Читаем без скачивания «Затоваренная бочкотара» Василия Аксенова. Комментарий - Юрий Щеглов
Шрифт:
Интервал:
Закладка:
Параллелизм достаточно точный. Как известно, вторая жизнь Гурова – это его любовь к Анне Сергеевне, живущей вдали от него в городе С… Аналогичным образом вторая, главная жизнь Дрожжинина – это любовь к далекой стране Халигалии, также скрываемая им от чужих любопытных глаз.
Любовь эта чисто платоническая – Вадим никогда в Халигалии не был. Правда, он знает все ее города, улицы и лавки, состоит в переписке с половиной жителей, посвящен в их интимные дела и заботится об устройстве их счастья. Но в своей наивной искренности Дрожжинин не замечает, что всем этим лишь разыгрывает сценарий в духе фальшиво-сентиментального дискурса о дружбе СССР с народами «развивающихся стран». Как рыцарь печального образа конструировал свою Дульсинею из материала рыцарских романов, так и Дрожжинин мыслит о Халигалии штампами, типичными для индустрии статей, стихов, песен, путевых очерков, пропагандных фильмов, репортажей хрущевско-брежневской эпохи: «простые халигалийцы», «солнце встало над многострадальной страной», «наводнил Халигалию консервами», «многотысячная толпа», «чаяния халигалийского народа», «опираться на Хунту», «сорокатрехлетний смазчик» и т. д.
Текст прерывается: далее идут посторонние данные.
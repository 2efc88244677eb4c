use std::collections::{HashMap, HashSet};
use std::sync::Arc;

use parking_lot::Mutex;
use uuid::Uuid;

use super::error::{StoreError, StoreResult};
use super::message_store::{BoxFuture, MessagePatch, MessageStore, QueuedAction, StoreAction};
use crate::models::Message;

/// Store operations that can be counted and made to fail
#[derive(Debug, Clone, Copy, PartialEq, Eq, Hash)]
pub enum StoreOperation {
    QueueAction,
    DeleteMessage,
    SetSelectedSnapshotIndex,
    UpdateMessage,
}

#[derive(Default)]
struct InMemoryState {
    histories: HashMap<String, Vec<Message>>,
    active_character_id: Option<String>,
    queued_actions: Vec<QueuedAction>,
    failing: HashSet<StoreOperation>,
    calls: HashMap<StoreOperation, usize>,
    without_selection_writes: bool,
}

impl InMemoryState {
    /// Count the call and report whether it should be rejected
    fn record(&mut self, operation: StoreOperation) -> StoreResult<()> {
        *self.calls.entry(operation).or_insert(0) += 1;
        if self.failing.contains(&operation) {
            return Err(StoreError::Rejected {
                message: format!("{:?} failed", operation),
            });
        }
        Ok(())
    }

    fn message_mut(&mut self, character_id: &str, message_id: &str) -> StoreResult<&mut Message> {
        self.histories
            .get_mut(character_id)
            .and_then(|history| history.iter_mut().find(|m| m.id == message_id))
            .ok_or_else(|| StoreError::NotFound {
                message_id: message_id.to_string(),
            })
    }
}

/// In-memory message store.
/// Useful for testing and development
#[derive(Clone, Default)]
pub struct InMemoryMessageStore {
    inner: Arc<Mutex<InMemoryState>>,
}

impl InMemoryMessageStore {
    pub fn new() -> Self {
        Self::default()
    }

    /// Seed a character's history and make it the active one
    pub fn with_character(self, character_id: &str, messages: Vec<Message>) -> Self {
        {
            let mut state = self.inner.lock();
            state.histories.insert(character_id.to_string(), messages);
            state.active_character_id = Some(character_id.to_string());
        }
        self
    }

    /// Behave like a backend without the dedicated selection endpoint
    pub fn without_selection_writes(self) -> Self {
        self.inner.lock().without_selection_writes = true;
        self
    }

    pub fn set_active_character(&self, character_id: Option<&str>) {
        self.inner.lock().active_character_id = character_id.map(str::to_string);
    }

    pub fn set_history(&self, character_id: &str, messages: Vec<Message>) {
        self.inner
            .lock()
            .histories
            .insert(character_id.to_string(), messages);
    }

    pub fn history(&self, character_id: &str) -> Vec<Message> {
        self.inner
            .lock()
            .histories
            .get(character_id)
            .cloned()
            .unwrap_or_default()
    }

    pub fn message(&self, character_id: &str, message_id: &str) -> Option<Message> {
        self.inner
            .lock()
            .histories
            .get(character_id)
            .and_then(|history| history.iter().find(|m| m.id == message_id).cloned())
    }

    /// Make every subsequent call of `operation` fail (or succeed again)
    pub fn fail(&self, operation: StoreOperation, failing: bool) {
        let mut state = self.inner.lock();
        if failing {
            state.failing.insert(operation);
        } else {
            state.failing.remove(&operation);
        }
    }

    pub fn call_count(&self, operation: StoreOperation) -> usize {
        self.inner
            .lock()
            .calls
            .get(&operation)
            .copied()
            .unwrap_or(0)
    }

    pub fn queued_actions(&self) -> Vec<QueuedAction> {
        self.inner.lock().queued_actions.clone()
    }
}

impl MessageStore for InMemoryMessageStore {
    fn active_history(&self) -> Vec<Message> {
        let state = self.inner.lock();
        state
            .active_character_id
            .as_ref()
            .and_then(|id| state.histories.get(id))
            .cloned()
            .unwrap_or_default()
    }

    fn active_character_id(&self) -> Option<String> {
        self.inner.lock().active_character_id.clone()
    }

    fn queue_action(
        &self,
        character_id: &str,
        action: StoreAction,
    ) -> BoxFuture<'static, StoreResult<()>> {
        let inner = self.inner.clone();
        let character_id = character_id.to_string();

        Box::pin(async move {
            let mut state = inner.lock();
            state.record(StoreOperation::QueueAction)?;

            state.queued_actions.push(QueuedAction {
                request_id: Uuid::new_v4().to_string(),
                character_id,
                action,
            });

            Ok(())
        })
    }

    fn delete_message(
        &self,
        character_id: &str,
        message_id: &str,
    ) -> BoxFuture<'static, StoreResult<()>> {
        let inner = self.inner.clone();
        let character_id = character_id.to_string();
        let message_id = message_id.to_string();

        Box::pin(async move {
            let mut state = inner.lock();
            state.record(StoreOperation::DeleteMessage)?;

            let history = state
                .histories
                .get_mut(&character_id)
                .ok_or_else(|| StoreError::NotFound {
                    message_id: message_id.clone(),
                })?;
            let before = history.len();
            history.retain(|m| m.id != message_id);
            if history.len() == before {
                return Err(StoreError::NotFound { message_id });
            }

            Ok(())
        })
    }

    fn set_selected_snapshot_index(
        &self,
        character_id: &str,
        message_id: &str,
        index: usize,
    ) -> BoxFuture<'static, StoreResult<()>> {
        let inner = self.inner.clone();
        let character_id = character_id.to_string();
        let message_id = message_id.to_string();

        Box::pin(async move {
            let mut state = inner.lock();
            state.record(StoreOperation::SetSelectedSnapshotIndex)?;
            if state.without_selection_writes {
                return Err(StoreError::Unsupported {
                    operation: "set_selected_snapshot_index",
                });
            }

            let message = state.message_mut(&character_id, &message_id)?;
            message.metadata.selected_snapshot_index = Some(index);

            Ok(())
        })
    }

    fn update_message(
        &self,
        character_id: &str,
        message_id: &str,
        patch: MessagePatch,
    ) -> BoxFuture<'static, StoreResult<()>> {
        let inner = self.inner.clone();
        let character_id = character_id.to_string();
        let message_id = message_id.to_string();

        Box::pin(async move {
            let mut state = inner.lock();
            state.record(StoreOperation::UpdateMessage)?;

            let message = state.message_mut(&character_id, &message_id)?;
            patch.apply_to(message);

            Ok(())
        })
    }
}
В конце повести, где все герои трезвеют и расстаются со своими личными одержимостями и фобиями, освобождается от своего рыцарского служения и Вадим. Этот индивидуальный предмет страсти Дрожжинина в его третьем сне преображается в предмет общих забот всей компании – многосмысленную бочкотару, на которую и переносится вся привязанность нашего героя.
Каждую минуту рабочего и личного времени он думал о чаяниях халигалийского народа, о том, как поженить рабочего велосипедной мастерской Луиса с дочерью ресторатора Кублицки Роситой… (стр. 8–9). – Комментарий к сходным мотивам см. в примечании к стр. 22.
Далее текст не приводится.